December 10


Sign Language: When Less is More

By Mike Spack

December 10, 2015

detour, keep right, signs, traffic sign, turn signs

Guest Post by Bryant Ficek, PE, PTOE, Vice President at Spack Consulting

“Sign. Sign. Everywhere a sign. Blocking out the scenery, breaking my mind. Do this don’t do that – can’t you read the sign!”

I’m not sure the Five Man Electric Band had traffic engineering in mind when they made this song (or Tesla with the remake). Yet they bring up a very good point, we have a lot of signs. Forget about billboards and advertising for the moment and just think about the number of roadway signs we use for basic driving, bicycling, or even walking.

Naturally, we have examples for you:

When can you park in Culver City, CA and where you should go.

Parking and Direction Signs









Or here where it’s not clear where to the detour is directing drivers and the sign confusion of whether or not to make a left hand turn.

Directional Sign Confusion









In Milwaukee, Wisconsin a sign is posted to warn drivers and pedestrians. But what are they being warned about?
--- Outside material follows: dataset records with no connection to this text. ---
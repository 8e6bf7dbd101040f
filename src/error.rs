use thiserror::Error;

/// Configuration-related errors with structured variants.
///
/// Every failure a load can produce is a distinct variant so callers can
/// match on the kind instead of parsing messages.
#[derive(Error, Debug)]
pub enum ConfigError {
    #[error("failed to read config file: {0}")]
    ReadFile(#[source] std::io::Error),

    #[error("malformed config document: {0}")]
    MalformedDocument(#[source] serde_yaml::Error),

    #[error("invalid value at {path}: {source}")]
    SchemaDecode {
        path: String,
        #[source]
        source: serde_yaml::Error,
    },

    #[error("expecting a list in {section}, found {found}")]
    MalformedSection {
        section: &'static str,
        found: &'static str,
    },

    #[error("{section} is configured but no strategy type is registered for it")]
    NoExtensionsRegistered { section: &'static str },

    #[error("{section}[{index}]: strategy config should be a mapping, found {found}")]
    MalformedEntry {
        section: &'static str,
        index: usize,
        found: &'static str,
    },

    #[error("{section}[{index}]: failed to decode strategy '{id}', given payload: {payload}")]
    ExtensionDecode {
        section: &'static str,
        index: usize,
        id: String,
        payload: String,
        #[source]
        source: serde_json::Error,
    },

    #[error("{section}[{index}]: '{id}' is not a registered strategy")]
    UnknownStrategy {
        section: &'static str,
        index: usize,
        id: String,
    },

    #[error("missing required field: {field}")]
    MissingField { field: &'static str },

    #[error("invalid value for {field}: {reason}")]
    InvalidValue { field: String, reason: String },
}

#[derive(Error, Debug)]
pub enum Error {
    #[error(transparent)]
    Config(#[from] ConfigError),
}

pub type Result<T> = std::result::Result<T, Error>;
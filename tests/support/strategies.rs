use rust_decimal::Decimal;
use serde::{Deserialize, Serialize};

use tradeloom::strategy::{CrossExchangeStrategy, Registries, SingleExchangeStrategy};

#[derive(Debug, Clone, PartialEq, Serialize, Deserialize)]
pub struct Foo {
    pub bar: i64,
}

impl SingleExchangeStrategy for Foo {
    fn id(&self) -> &str {
        "foo"
    }
}

#[derive(Debug, Clone, PartialEq, Serialize, Deserialize)]
#[serde(rename_all = "camelCase")]
pub struct Grid {
    pub symbol: String,
    pub grid_number: u32,
    pub upper_price: Decimal,
    pub lower_price: Decimal,
    #[serde(default)]
    pub long: bool,
}

impl SingleExchangeStrategy for Grid {
    fn id(&self) -> &str {
        "grid"
    }
}

#[derive(Debug, Clone, PartialEq, Serialize, Deserialize)]
#[serde(rename_all = "camelCase")]
pub struct CrossMaker {
    pub symbol: String,
    pub source_exchange: String,
    pub maker_exchange: String,
    pub margin: Decimal,
}

impl CrossExchangeStrategy for CrossMaker {
    fn id(&self) -> &str {
        "xmaker"
    }
}

/// Registries with every test strategy registered.
pub fn registries() -> Registries {
    let mut registries = Registries::new();
    registries.single.register::<Foo>("foo");
    registries.single.register::<Grid>("grid");
    registries.cross.register::<CrossMaker>("xmaker");
    registries
}

/// Registries with only the single-exchange strategies.
pub fn single_only() -> Registries {
    let mut registries = Registries::new();
    registries.single.register::<Foo>("foo");
    registries.single.register::<Grid>("grid");
    registries
}
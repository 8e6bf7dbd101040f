//! Strategy capabilities resolved from config.
//!
//! Strategy implementations live outside this crate. They register their
//! config type under an identifier in a [`Registry`], and the loader turns
//! every matching block of the config document into a boxed instance of that
//! type.
//!
//! # Example
//!
//! ```
//! use serde::{Deserialize, Serialize};
//! use tradeloom::strategy::{Registries, SingleExchangeStrategy};
//!
//! #[derive(Debug, Serialize, Deserialize)]
//! struct Grid {
//!     symbol: String,
//! }
//!
//! impl SingleExchangeStrategy for Grid {
//!     fn id(&self) -> &str {
//!         "grid"
//!     }
//! }
//!
//! let mut registries = Registries::new();
//! registries.single.register::<Grid>("grid");
//! assert!(registries.single.contains("grid"));
//! ```

mod registry;

pub use registry::{Factory, Registries, Registry};

use std::any::Any;
use std::fmt;

use serde::Serialize;

/// Serialization and downcasting shared by every strategy config.
///
/// Blanket-implemented for all `Serialize + 'static` types, so strategy
/// authors never implement it by hand.
pub trait StrategyPayload: Any {
    /// Encode back to the canonical generic form.
    fn to_payload(&self) -> serde_json::Result<serde_json::Value>;

    fn as_any(&self) -> &dyn Any;
}

impl<T: Serialize + Any> StrategyPayload for T {
    fn to_payload(&self) -> serde_json::Result<serde_json::Value> {
        serde_json::to_value(self)
    }

    fn as_any(&self) -> &dyn Any {
        self
    }
}

/// Strategy bound to one or more exchange sessions.
pub trait SingleExchangeStrategy: StrategyPayload + fmt::Debug + Send + Sync {
    /// Identifier the strategy is registered under.
    fn id(&self) -> &str;
}

/// Strategy spanning several sessions on its own terms.
pub trait CrossExchangeStrategy: StrategyPayload + fmt::Debug + Send + Sync {
    fn id(&self) -> &str;
}

impl dyn CrossExchangeStrategy {
    /// Borrow the concrete strategy type.
    #[must_use]
    pub fn downcast_ref<T: CrossExchangeStrategy>(&self) -> Option<&T> {
        self.as_any().downcast_ref::<T>()
    }
}

/// A single-exchange strategy together with the sessions it runs on.
#[derive(Debug)]
pub struct ExchangeStrategyMount {
    /// Session names, in config order without duplicates.
    pub mounts: Vec<String>,
    pub strategy: Box<dyn SingleExchangeStrategy>,
}

impl ExchangeStrategyMount {
    #[must_use]
    pub fn new(mounts: Vec<String>, strategy: Box<dyn SingleExchangeStrategy>) -> Self {
        Self { mounts, strategy }
    }

    #[must_use]
    pub fn is_mounted_on(&self, session: &str) -> bool {
        self.mounts.iter().any(|mount| mount == session)
    }

    /// Borrow the concrete strategy type.
    #[must_use]
    pub fn downcast_ref<T: SingleExchangeStrategy>(&self) -> Option<&T> {
        self.strategy.as_ref().as_any().downcast_ref::<T>()
    }
}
An of course, there is this sign which wants drivers to not pay attention to it.

6-Not in Use







I’m sure most traffic engineers, heck most people, can think of at least one example of too many signs in one area, a confusing sign, or a just plain useless sign (signal ahead signs when I can see the signal before the sign are ones that particularly bug me).

At Spack Consulting, we believe less is more. If a sign is needed or required by the MUTCD, then it should be provided. But all too often signs are posted because “it matches what was done on the last project” or “the local agency wanted it.” Or have you taken a look at the signs from the drivers’ perspective to reduce confusion. We get that you may be required to put in lots of signs, but let’s try to use our engineering judgment when we are able to.

In addition, we love the innovation some people are applying to make signs less confusing. Mike wrote about new signs covering parking regulations in New York. Those signs are also a step in the right direction of having less, but more meaningful signs. Although be wary

One item to consider when reviewing signs on a corridor or intersection is the MUTCD, which has a great list for when traffic control devices should apply (Section 1A.02). Editorializing slightly to apply to signs – to be effective, a sign should meet five basic requirements:

  1. Fulfill a need
  2. Command attention
  3. Convey a clear, simple meaning
  4. Command respect from road users
  5. Give adequate time for proper response

Do all of your signs meet these criterion?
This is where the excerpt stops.